Unfortunately, different versions of gcc act differently when compiling source code (i.e., the assembly instructions they create from the source code don’t always use the stack in the exact same manner), and many different flavors of Linux use different versions of gcc; in other words, the number of bytes needed to properly overwrite the return address changes depending on the version of gcc used to compile the binary. This makes things very difficult if you are trying to write precise code for use on various flavors of Linux. For instance, let’s try to use one of Aleph One’s examples on Debian 3.1 (currently the newest release of Debian as of 2-18-2007), which comes with gcc version 3.3.5. If you compile Aleph One’s example3 (code shown below), you may wonder why it doesn’t work for you. Let’s identify the possible reasons why it wouldn’t work by looking at the source first:

example3.c:
——————————————————————————
void function(int a, int b, int c) {
char buffer1[5];
char buffer2[10];
int *ret;

ret = buffer1 + 12; <—-Possible reason #1: Incorrect distance from buffer1 to ret
(*ret) += 8; <——Possible reason #2: Wrong number added to ret address
}

void main() {
int x;

x = 0;
function(1,2,3);
x = 1;
printf("%dn",x);
}
——————————————————————————

The object of this code is to change the return address from function() so that it skips the ‘x=1′ assignment. But, if you compile this on a default Debian 3.1 system, this does not happen…you won’t even get a segmentation fault. This tells us that we haven’t pointed ret to the correct address. How can this be? Aleph One states that all local variables are allocated space on the stack in 4 byte blocks, which today is not always true. The following is a excerpt from one of GCC’s online docs:

The stack is required to be aligned on a 4 byte boundary. On Pentium and PentiumPro, double and long double values should be aligned to an 8 byte boundary (see `-malign-double’) or suffer significant run time performance penalties. On Pentium III, the Streaming SIMD Extention (SSE) data type __m128 suffers similar penalties if it is not 16 byte aligned.

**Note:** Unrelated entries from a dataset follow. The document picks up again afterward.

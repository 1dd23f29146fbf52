//! Coffee Roulette - pairs roster members into one-to-one coffee chats
//!
//! Each run pairs people from different teams and sites who have not met
//! before, after honouring operator-mandated forced pairs. The pairing core
//! is a pure function of (roster, forced pairs, pool order); spreadsheet
//! import/export and the HTTP surface sit around it.

pub mod config;
pub mod core;
pub mod models;
pub mod routes;
pub mod services;

// Re-export commonly used types
pub use crate::core::{Matcher, RosterModel, RosterError, parse_forced_pairs, is_eligible, PoolOrder, SeededShuffle};
pub use crate::models::{Person, ForcedPair, Assignment, AssignmentResult, MatchStrategy, RawRow, normalize_name};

To ensure proper alignment of this values on the stack, the stack boundary must be as aligned as that required by any value stored on the stack. Further, every function must be generated such that it keeps the stack aligned. Thus calling a function compiled with a higher preferred stack boundary from a function compiled with a lower preferred stack boundary will most likely misalign the stack. It is recommended that libraries that use callbacks always use the default setting.

This extra alignment does consume extra stack space. Code that is sensitive to stack space usage, such as embedded systems and operating system kernels, may want to reduce the preferred alignment to `-mpreferred-stack-boundary=2′.

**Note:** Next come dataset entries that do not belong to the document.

use crate::models::{
    normalize_name, previous_match_column, Person, RawRow, PREVIOUS_MATCH_COLUMNS,
    SITE_COLUMN, STAFF_NAME_COLUMN, TEAM_COLUMN,
};
use std::collections::HashMap;
use thiserror::Error;

/// Errors raised while normalizing roster rows
#[derive(Debug, Clone, PartialEq, Eq, Error)]
pub enum RosterError {
    #[error("Malformed roster row {row}: {reason}")]
    MalformedRow { row: usize, reason: String },
}

/// Normalized, indexed roster for one matching run
#[derive(Debug, Clone, Default)]
pub struct RosterModel {
    people: Vec<Person>,
    index: HashMap<String, usize>,
    duplicates: Vec<String>,
}

impl RosterModel {
    /// Build a roster, failing on the first row without a usable name.
    ///
    /// Row numbers in errors are 0-based positions in `rows`.
    pub fn build(rows: &[RawRow]) -> Result<Self, RosterError> {
        let mut roster = Self::default();
        for (row, raw) in rows.iter().enumerate() {
            let person = person_from_row(row, raw)?;
            roster.insert(person);
        }
        Ok(roster)
    }

    /// Build a roster, skipping rows without a usable name.
    ///
    /// Returns the roster and the positions of the skipped rows.
    pub fn build_lenient(rows: &[RawRow]) -> (Self, Vec<usize>) {
        let mut roster = Self::default();
        let mut skipped = Vec::new();
        for (row, raw) in rows.iter().enumerate() {
            match person_from_row(row, raw) {
                Ok(person) => roster.insert(person),
                Err(e) => {
                    tracing::warn!("Skipping roster row: {}", e);
                    skipped.push(row);
                }
            }
        }
        (roster, skipped)
    }

    /// Build directly from already-normalized people (row order kept)
    pub fn from_people(people: impl IntoIterator<Item = Person>) -> Self {
        let mut roster = Self::default();
        for person in people {
            roster.insert(person);
        }
        roster
    }

    fn insert(&mut self, person: Person) {
        let key = person.key();
        if self.index.contains_key(&key) {
            tracing::warn!("Duplicate roster entry for '{}', keeping the first row", person.name);
            self.duplicates.push(person.name);
            return;
        }
        self.index.insert(key, self.people.len());
        self.people.push(person);
    }

    /// People in roster row order
    pub fn people(&self) -> &[Person] {
        &self.people
    }

    /// Look up a person by any spelling of their name
    pub fn get(&self, name: &str) -> Option<&Person> {
        self.index
            .get(&normalize_name(name))
            .map(|&i| &self.people[i])
    }

    pub fn contains(&self, name: &str) -> bool {
        self.index.contains_key(&normalize_name(name))
    }

    /// Names of rows dropped because their identity was already present
    pub fn duplicates(&self) -> &[String] {
        &self.duplicates
    }

    pub fn len(&self) -> usize {
        self.people.len()
    }

    pub fn is_empty(&self) -> bool {
        self.people.is_empty()
    }
}

fn cell<'a>(raw: &'a RawRow, column: &str) -> &'a str {
    raw.get(column).map(|v| v.trim()).unwrap_or("")
}

fn person_from_row(row: usize, raw: &RawRow) -> Result<Person, RosterError> {
    let name = cell(raw, STAFF_NAME_COLUMN);
    if name.is_empty() {
        return Err(RosterError::MalformedRow {
            row,
            reason: format!("missing or empty '{}'", STAFF_NAME_COLUMN),
        });
    }

    let mut person = Person::new(name, cell(raw, TEAM_COLUMN), cell(raw, SITE_COLUMN));
    for i in 1..=PREVIOUS_MATCH_COLUMNS {
        person = person.with_past_partner(cell(raw, &previous_match_column(i)));
    }

    Ok(person)
}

Using the GNU debugger and a little experimentation, I verified that gcc 3.3.5 on Debian 3.1 (have not tested this version of gcc on any other version/flavor of Linux) allocates memory on the stack in 16 byte blocks. So, instead of buffer1 taking up 8 bytes and buffer2 taking up 12 bytes, they each take up 16 bytes, doubling the actual size of buffer1. But even accounting for this will not produce our desired result; compare the below memory map of the stack from Aleph One’s paper with the memory map which is actually present in our program:

Aleph One:
bottom                                                                                                 of top of
memory                                                                                               memory
                         buffer2   buffer1   sfp   ret    a     b     c
<——             [            ][              ][     ][     ][     ][     ][     ]

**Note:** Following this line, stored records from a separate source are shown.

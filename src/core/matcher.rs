use crate::core::{
    blossom::maximum_matching,
    filters::is_eligible,
    forced::reserved_names,
    roster::RosterModel,
    shuffle::PoolOrder,
};
use crate::models::{Assignment, AssignmentResult, ForcedPair, MatchStrategy, Person};

/// Pairs produced from the pool, plus the people left without a partner
#[derive(Debug, Default)]
pub struct PoolOutcome {
    pub pairs: Vec<Assignment>,
    pub unmatched: Vec<Assignment>,
}

/// Main matching orchestrator
///
/// # Stages
/// 1. Reserve every name named in a forced pair
/// 2. Build the pool from unreserved roster members and arrange it
/// 3. Pair the pool with the configured strategy
/// 4. Assemble forced pairs, matched pairs, then unmatched singles
#[derive(Debug, Clone, Copy, Default)]
pub struct Matcher {
    strategy: MatchStrategy,
}

impl Matcher {
    pub fn new(strategy: MatchStrategy) -> Self {
        Self { strategy }
    }

    pub fn strategy(&self) -> MatchStrategy {
        self.strategy
    }

    /// Produce the full assignment for one run
    ///
    /// # Arguments
    /// * `roster` - Normalized roster
    /// * `forced` - Operator-mandated pairs, emitted verbatim and never re-matched
    /// * `order` - Arranges the pool before pairing
    pub fn generate<O: PoolOrder>(
        &self,
        roster: &RosterModel,
        forced: &[ForcedPair],
        order: &mut O,
    ) -> AssignmentResult {
        let reserved = reserved_names(forced);

        let mut pool: Vec<&Person> = roster
            .people()
            .iter()
            .filter(|person| !reserved.contains(&person.key()))
            .collect();

        tracing::debug!(
            "Pool has {} of {} roster members ({} names reserved by forced pairs)",
            pool.len(),
            roster.len(),
            reserved.len()
        );

        order.arrange(&mut pool);

        let outcome = match self.strategy {
            MatchStrategy::Greedy => greedy_pairs(&pool),
            MatchStrategy::Maximum => maximum_pairs(&pool),
        };

        tracing::debug!(
            "{} strategy produced {} pairs and {} unmatched",
            self.strategy,
            outcome.pairs.len(),
            outcome.unmatched.len()
        );

        AssignmentResult::assemble(
            forced.iter().map(Assignment::from).collect(),
            outcome.pairs,
            outcome.unmatched,
        )
    }
}

/// First-fit greedy pairing over an already-arranged pool.
///
/// Each unused person takes the first later unused person they are
/// eligible with. No backtracking: someone may stay unmatched even when a
/// different global pairing would have placed them.
pub fn greedy_pairs(pool: &[&Person]) -> PoolOutcome {
    let mut used = vec![false; pool.len()];
    let mut outcome = PoolOutcome::default();

    for i in 0..pool.len() {
        if used[i] {
            continue;
        }
        let p1 = pool[i];

        let partner = (i + 1..pool.len()).find(|&j| !used[j] && is_eligible(p1, pool[j]));

        match partner {
            Some(j) => {
                used[i] = true;
                used[j] = true;
                outcome.pairs.push(Assignment::pair(&p1.name, &pool[j].name));
            }
            None => {
                used[i] = true;
                outcome.unmatched.push(Assignment::unmatched(&p1.name));
            }
        }
    }

    outcome
}

/// Maximum-cardinality pairing over an already-arranged pool.
///
/// Pairs are listed by the pool position of their earlier member, which
/// is also the `first` side; unmatched people follow in pool order.
pub fn maximum_pairs(pool: &[&Person]) -> PoolOutcome {
    let adjacency: Vec<Vec<usize>> = (0..pool.len())
        .map(|i| {
            (0..pool.len())
                .filter(|&j| j != i && is_eligible(pool[i], pool[j]))
                .collect()
        })
        .collect();

    let mate = maximum_matching(&adjacency);
    let mut outcome = PoolOutcome::default();

    for (i, partner) in mate.iter().enumerate() {
        match *partner {
            Some(j) if j > i => outcome
                .pairs
                .push(Assignment::pair(&pool[i].name, &pool[j].name)),
            Some(_) => {}
            None => outcome.unmatched.push(Assignment::unmatched(&pool[i].name)),
        }
    }

    outcome
}

#[cfg(test)]
mod tests {
    use super::*;
    use crate::core::shuffle::{FixedOrder, IdentityOrder, SeededShuffle};

    fn roster(people: Vec<Person>) -> RosterModel {
        RosterModel::from_people(people)
    }

    #[test]
    fn test_first_eligible_partner_wins() {
        let roster = roster(vec![
            Person::new("A", "team1", "siteX"),
            Person::new("B", "team2", "siteY"),
            Person::new("C", "team1", "siteY"),
        ]);

        let result = Matcher::default().generate(&roster, &[], &mut IdentityOrder);

        assert_eq!(
            result.assignments(),
            &[Assignment::pair("A", "B"), Assignment::unmatched("C")]
        );
    }

    #[test]
    fn test_history_blocks_pairing() {
        let roster = roster(vec![
            Person::new("A", "team1", "siteX").with_past_partner("b"),
            Person::new("B", "team2", "siteY"),
        ]);

        let result = Matcher::default().generate(&roster, &[], &mut IdentityOrder);

        assert_eq!(
            result.assignments(),
            &[Assignment::unmatched("A"), Assignment::unmatched("B")]
        );
    }

    #[test]
    fn test_forced_pairs_first_and_reserved() {
        let roster = roster(vec![
            Person::new("A", "1", "X"),
            Person::new("B", "2", "Y"),
            Person::new("C", "3", "Z"),
            Person::new("D", "4", "W"),
        ]);
        // "Ghost" is not on the roster; the pair is still emitted verbatim
        let forced = vec![ForcedPair::new("a", "Ghost")];

        let result = Matcher::default().generate(&roster, &forced, &mut IdentityOrder);

        assert_eq!(result.forced(), &[Assignment::pair("a", "Ghost")]);
        assert_eq!(result.matched(), &[Assignment::pair("B", "C")]);
        assert_eq!(result.unmatched(), &[Assignment::unmatched("D")]);
        assert_eq!(result.occurrences("A"), 1);
    }

    #[test]
    fn test_unmatched_single_follows_pairs() {
        let roster = roster(vec![
            Person::new("A", "1", "X"),
            Person::new("B", "1", "X"),
            Person::new("C", "2", "Y"),
        ]);

        // A cannot pair with B, so A takes C and B is left over
        let result = Matcher::default().generate(&roster, &[], &mut IdentityOrder);

        assert_eq!(result.matched(), &[Assignment::pair("A", "C")]);
        assert_eq!(result.unmatched(), &[Assignment::unmatched("B")]);
    }

    #[test]
    fn test_fixed_order_changes_outcome() {
        let roster = roster(vec![
            Person::new("A", "1", "X"),
            Person::new("B", "2", "Y"),
            Person::new("C", "3", "Z"),
        ]);

        let result = Matcher::default().generate(&roster, &[], &mut FixedOrder(vec![2, 1, 0]));

        assert_eq!(result.matched(), &[Assignment::pair("C", "B")]);
        assert_eq!(result.unmatched(), &[Assignment::unmatched("A")]);
    }

    #[test]
    fn test_empty_roster_yields_only_forced() {
        let forced = vec![ForcedPair::new("X", "Y")];
        let result = Matcher::default().generate(&RosterModel::default(), &forced, &mut IdentityOrder);

        assert_eq!(result.assignments(), &[Assignment::pair("X", "Y")]);

        let empty = Matcher::default().generate(&RosterModel::default(), &[], &mut IdentityOrder);
        assert!(empty.is_empty());
    }

    #[test]
    fn test_seeded_runs_are_deterministic() {
        let people: Vec<Person> = (0..30)
            .map(|i| Person::new(&format!("P{}", i), &(i % 4).to_string(), &(i % 3).to_string()))
            .collect();
        let roster = roster(people);
        let matcher = Matcher::default();

        let a = matcher.generate(&roster, &[], &mut SeededShuffle::with_seed(99));
        let b = matcher.generate(&roster, &[], &mut SeededShuffle::with_seed(99));

        assert_eq!(a, b);
    }

    #[test]
    fn test_maximum_strategy_beats_greedy_trap() {
        // Identity order: greedy pairs A-B, stranding C and D.
        // A-C and B-D is a perfect pairing.
        let roster = roster(vec![
            Person::new("A", "1", "X"),
            Person::new("B", "2", "Y"),
            Person::new("C", "2", "Z").with_past_partner("d"),
            Person::new("D", "1", "W"),
        ]);

        let greedy = Matcher::new(MatchStrategy::Greedy).generate(&roster, &[], &mut IdentityOrder);
        assert_eq!(greedy.matched(), &[Assignment::pair("A", "B")]);
        assert_eq!(greedy.unmatched().len(), 2);

        let maximum = Matcher::new(MatchStrategy::Maximum).generate(&roster, &[], &mut IdentityOrder);
        assert_eq!(maximum.matched().len(), 2);
        assert!(maximum.unmatched().is_empty());
        for assignment in maximum.matched() {
            let a = roster.get(&assignment.first).unwrap();
            let b = roster.get(assignment.second.as_deref().unwrap()).unwrap();
            assert!(is_eligible(a, b));
        }
    }
}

top of                                                                                                   bottom of
stack                                                                                                    stack

Our Program:
bottom of                                                                                             top of
memory                                                                                                memory
               buffer2  buffer1 Slack  sfp   ret   a      b       c
<——    [            ][            ][       ][     ][     ][     ][     ][     ]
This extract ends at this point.